WHAT YOU SHOULD DO. Nothing outside the range below should be printed. Output exactly the lines from the line with "filename clipfit-core/src/duration_adjuster.rs" to the line with "use crate::FFmpegCommand;", both included.

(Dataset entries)
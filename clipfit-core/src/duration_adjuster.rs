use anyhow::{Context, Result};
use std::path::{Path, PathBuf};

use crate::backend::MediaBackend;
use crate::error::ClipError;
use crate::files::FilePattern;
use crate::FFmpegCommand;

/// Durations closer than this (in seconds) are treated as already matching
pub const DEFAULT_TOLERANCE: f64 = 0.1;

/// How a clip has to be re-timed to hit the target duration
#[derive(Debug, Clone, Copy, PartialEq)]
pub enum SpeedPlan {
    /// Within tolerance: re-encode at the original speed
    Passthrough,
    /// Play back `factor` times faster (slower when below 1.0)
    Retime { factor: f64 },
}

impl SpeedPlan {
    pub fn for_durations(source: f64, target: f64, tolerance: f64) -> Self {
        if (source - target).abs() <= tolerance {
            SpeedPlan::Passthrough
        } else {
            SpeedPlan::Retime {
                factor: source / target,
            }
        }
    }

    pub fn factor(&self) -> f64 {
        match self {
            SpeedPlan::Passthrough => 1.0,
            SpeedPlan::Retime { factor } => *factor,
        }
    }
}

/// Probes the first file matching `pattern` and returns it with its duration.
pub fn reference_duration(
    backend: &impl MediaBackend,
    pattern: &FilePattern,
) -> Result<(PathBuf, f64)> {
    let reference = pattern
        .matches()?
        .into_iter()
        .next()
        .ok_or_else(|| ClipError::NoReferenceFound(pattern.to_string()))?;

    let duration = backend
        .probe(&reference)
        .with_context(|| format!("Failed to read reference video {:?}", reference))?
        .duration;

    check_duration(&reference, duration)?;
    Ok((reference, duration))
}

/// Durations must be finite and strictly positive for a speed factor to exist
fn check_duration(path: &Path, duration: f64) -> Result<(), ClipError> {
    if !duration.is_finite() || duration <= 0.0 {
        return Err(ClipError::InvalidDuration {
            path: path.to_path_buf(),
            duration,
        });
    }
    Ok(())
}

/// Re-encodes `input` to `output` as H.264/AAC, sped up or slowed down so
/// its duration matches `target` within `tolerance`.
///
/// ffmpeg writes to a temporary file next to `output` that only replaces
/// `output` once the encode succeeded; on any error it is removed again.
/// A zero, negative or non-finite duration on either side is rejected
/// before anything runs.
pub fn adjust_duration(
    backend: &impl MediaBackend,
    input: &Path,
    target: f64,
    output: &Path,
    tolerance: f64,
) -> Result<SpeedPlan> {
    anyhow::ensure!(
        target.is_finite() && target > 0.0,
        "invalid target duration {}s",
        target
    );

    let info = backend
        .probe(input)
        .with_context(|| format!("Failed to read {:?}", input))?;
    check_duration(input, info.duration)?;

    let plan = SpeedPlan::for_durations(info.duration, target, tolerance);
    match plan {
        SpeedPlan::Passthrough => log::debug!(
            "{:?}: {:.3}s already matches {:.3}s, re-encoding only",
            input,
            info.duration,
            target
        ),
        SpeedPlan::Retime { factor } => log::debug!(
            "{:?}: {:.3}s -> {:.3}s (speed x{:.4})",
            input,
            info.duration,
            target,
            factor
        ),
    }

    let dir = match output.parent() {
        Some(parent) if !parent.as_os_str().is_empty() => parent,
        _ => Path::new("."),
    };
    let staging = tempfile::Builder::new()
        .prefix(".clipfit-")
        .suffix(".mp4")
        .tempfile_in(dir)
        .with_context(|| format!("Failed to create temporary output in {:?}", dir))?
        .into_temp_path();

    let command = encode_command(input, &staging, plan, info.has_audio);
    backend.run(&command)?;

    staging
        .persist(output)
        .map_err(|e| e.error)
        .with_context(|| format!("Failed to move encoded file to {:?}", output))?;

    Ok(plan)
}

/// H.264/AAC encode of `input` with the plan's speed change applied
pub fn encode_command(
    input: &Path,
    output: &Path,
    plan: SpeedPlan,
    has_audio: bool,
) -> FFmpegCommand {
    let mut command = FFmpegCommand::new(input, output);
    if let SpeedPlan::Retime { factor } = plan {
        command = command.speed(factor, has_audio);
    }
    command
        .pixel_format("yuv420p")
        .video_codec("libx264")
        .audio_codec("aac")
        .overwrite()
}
---
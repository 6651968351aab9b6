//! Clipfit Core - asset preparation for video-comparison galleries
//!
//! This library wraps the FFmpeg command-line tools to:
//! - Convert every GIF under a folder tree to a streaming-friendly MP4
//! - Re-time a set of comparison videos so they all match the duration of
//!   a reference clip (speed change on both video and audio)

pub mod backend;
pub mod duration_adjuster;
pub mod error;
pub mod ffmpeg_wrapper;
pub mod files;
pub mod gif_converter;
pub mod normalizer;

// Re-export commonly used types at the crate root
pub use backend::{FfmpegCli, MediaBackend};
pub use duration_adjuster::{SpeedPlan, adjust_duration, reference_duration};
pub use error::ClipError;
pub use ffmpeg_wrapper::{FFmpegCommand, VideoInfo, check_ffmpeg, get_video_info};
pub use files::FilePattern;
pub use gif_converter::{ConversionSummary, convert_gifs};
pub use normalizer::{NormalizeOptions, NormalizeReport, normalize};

WRITTEN ANSWER.
filename clipfit-core/src/duration_adjuster.rs
use anyhow::{Context, Result};
use std::path::{Path, PathBuf};

use crate::backend::MediaBackend;
use crate::error::ClipError;
use crate::files::FilePattern;
use crate::FFmpegCommand;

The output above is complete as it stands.